[Stored items]
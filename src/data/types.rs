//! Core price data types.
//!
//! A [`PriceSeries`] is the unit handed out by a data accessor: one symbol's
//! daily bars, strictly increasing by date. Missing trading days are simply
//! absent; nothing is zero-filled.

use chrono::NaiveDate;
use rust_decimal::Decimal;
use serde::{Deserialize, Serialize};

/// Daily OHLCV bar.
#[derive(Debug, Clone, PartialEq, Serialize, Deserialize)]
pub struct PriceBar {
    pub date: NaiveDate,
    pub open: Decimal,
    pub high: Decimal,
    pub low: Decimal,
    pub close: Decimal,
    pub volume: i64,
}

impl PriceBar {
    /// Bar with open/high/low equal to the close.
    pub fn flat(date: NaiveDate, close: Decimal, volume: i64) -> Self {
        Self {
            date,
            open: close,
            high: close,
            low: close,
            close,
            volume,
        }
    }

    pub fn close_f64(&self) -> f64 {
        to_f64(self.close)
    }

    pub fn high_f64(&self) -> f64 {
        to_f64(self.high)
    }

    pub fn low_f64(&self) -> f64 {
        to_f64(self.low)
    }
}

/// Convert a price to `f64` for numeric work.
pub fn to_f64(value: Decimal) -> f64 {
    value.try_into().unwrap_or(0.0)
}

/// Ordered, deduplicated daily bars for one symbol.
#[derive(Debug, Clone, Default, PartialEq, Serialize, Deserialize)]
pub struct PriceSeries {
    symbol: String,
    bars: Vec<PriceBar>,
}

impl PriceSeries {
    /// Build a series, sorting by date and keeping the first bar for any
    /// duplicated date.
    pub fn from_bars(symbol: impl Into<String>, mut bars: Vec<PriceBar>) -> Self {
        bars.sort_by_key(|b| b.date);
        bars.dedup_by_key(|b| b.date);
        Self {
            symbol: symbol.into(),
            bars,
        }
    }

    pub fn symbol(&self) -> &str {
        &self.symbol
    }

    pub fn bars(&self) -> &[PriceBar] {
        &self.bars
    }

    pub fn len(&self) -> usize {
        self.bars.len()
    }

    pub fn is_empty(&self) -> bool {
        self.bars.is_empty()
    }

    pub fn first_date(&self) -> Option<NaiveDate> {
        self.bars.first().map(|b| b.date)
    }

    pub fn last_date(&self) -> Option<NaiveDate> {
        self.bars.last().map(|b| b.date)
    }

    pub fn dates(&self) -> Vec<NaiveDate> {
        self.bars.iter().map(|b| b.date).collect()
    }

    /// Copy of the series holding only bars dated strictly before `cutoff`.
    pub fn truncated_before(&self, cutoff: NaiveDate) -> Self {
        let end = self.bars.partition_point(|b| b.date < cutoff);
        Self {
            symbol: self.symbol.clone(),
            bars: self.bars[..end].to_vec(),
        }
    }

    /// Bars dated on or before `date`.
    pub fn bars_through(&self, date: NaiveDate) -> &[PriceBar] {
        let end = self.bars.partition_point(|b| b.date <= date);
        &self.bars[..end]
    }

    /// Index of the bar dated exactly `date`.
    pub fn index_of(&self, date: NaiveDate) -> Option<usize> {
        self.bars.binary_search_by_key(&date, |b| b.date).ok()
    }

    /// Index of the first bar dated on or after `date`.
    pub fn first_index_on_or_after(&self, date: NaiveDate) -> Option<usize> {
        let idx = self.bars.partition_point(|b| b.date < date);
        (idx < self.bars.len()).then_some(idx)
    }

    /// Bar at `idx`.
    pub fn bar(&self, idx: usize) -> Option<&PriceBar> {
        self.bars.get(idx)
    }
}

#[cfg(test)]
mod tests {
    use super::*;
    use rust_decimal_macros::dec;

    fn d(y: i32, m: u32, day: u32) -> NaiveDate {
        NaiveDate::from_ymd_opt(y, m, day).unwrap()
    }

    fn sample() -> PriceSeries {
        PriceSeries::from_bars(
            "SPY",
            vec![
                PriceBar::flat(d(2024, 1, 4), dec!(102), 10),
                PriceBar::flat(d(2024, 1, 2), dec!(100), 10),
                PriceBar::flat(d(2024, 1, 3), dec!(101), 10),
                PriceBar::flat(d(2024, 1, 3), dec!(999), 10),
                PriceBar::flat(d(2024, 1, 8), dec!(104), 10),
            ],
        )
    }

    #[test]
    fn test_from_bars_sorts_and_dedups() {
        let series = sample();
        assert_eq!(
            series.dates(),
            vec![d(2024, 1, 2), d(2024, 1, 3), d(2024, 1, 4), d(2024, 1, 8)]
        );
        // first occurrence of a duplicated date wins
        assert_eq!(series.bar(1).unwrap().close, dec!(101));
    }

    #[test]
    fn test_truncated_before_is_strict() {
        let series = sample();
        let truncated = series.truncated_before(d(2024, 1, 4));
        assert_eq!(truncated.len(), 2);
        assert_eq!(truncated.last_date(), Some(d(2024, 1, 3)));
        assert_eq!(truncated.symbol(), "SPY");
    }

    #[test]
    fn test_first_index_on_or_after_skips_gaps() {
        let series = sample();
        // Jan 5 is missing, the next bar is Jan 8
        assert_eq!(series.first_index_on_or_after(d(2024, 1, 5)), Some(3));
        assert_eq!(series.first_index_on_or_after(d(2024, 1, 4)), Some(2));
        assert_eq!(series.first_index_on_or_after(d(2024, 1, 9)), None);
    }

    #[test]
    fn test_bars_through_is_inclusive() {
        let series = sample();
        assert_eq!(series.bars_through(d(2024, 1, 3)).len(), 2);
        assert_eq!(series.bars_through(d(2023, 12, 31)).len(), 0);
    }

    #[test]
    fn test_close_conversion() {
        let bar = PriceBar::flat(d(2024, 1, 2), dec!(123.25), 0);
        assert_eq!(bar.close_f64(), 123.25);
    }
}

- **PROBLEM DESCRIPTION**
Repeat the data word for word, starting at its first line and stopping after the line that contains "Daily OHLCV bar.".

- **ANSWER FOR THE TASK**
filename src/data/types.rs
//! Core price data types.
//!
//! A [`PriceSeries`] is the unit handed out by a data accessor: one symbol's
//! daily bars, strictly increasing by date. Missing trading days are simply
//! absent; nothing is zero-filled.

use chrono::NaiveDate;
use rust_decimal::Decimal;
use serde::{Deserialize, Serialize};

/// Daily OHLCV bar.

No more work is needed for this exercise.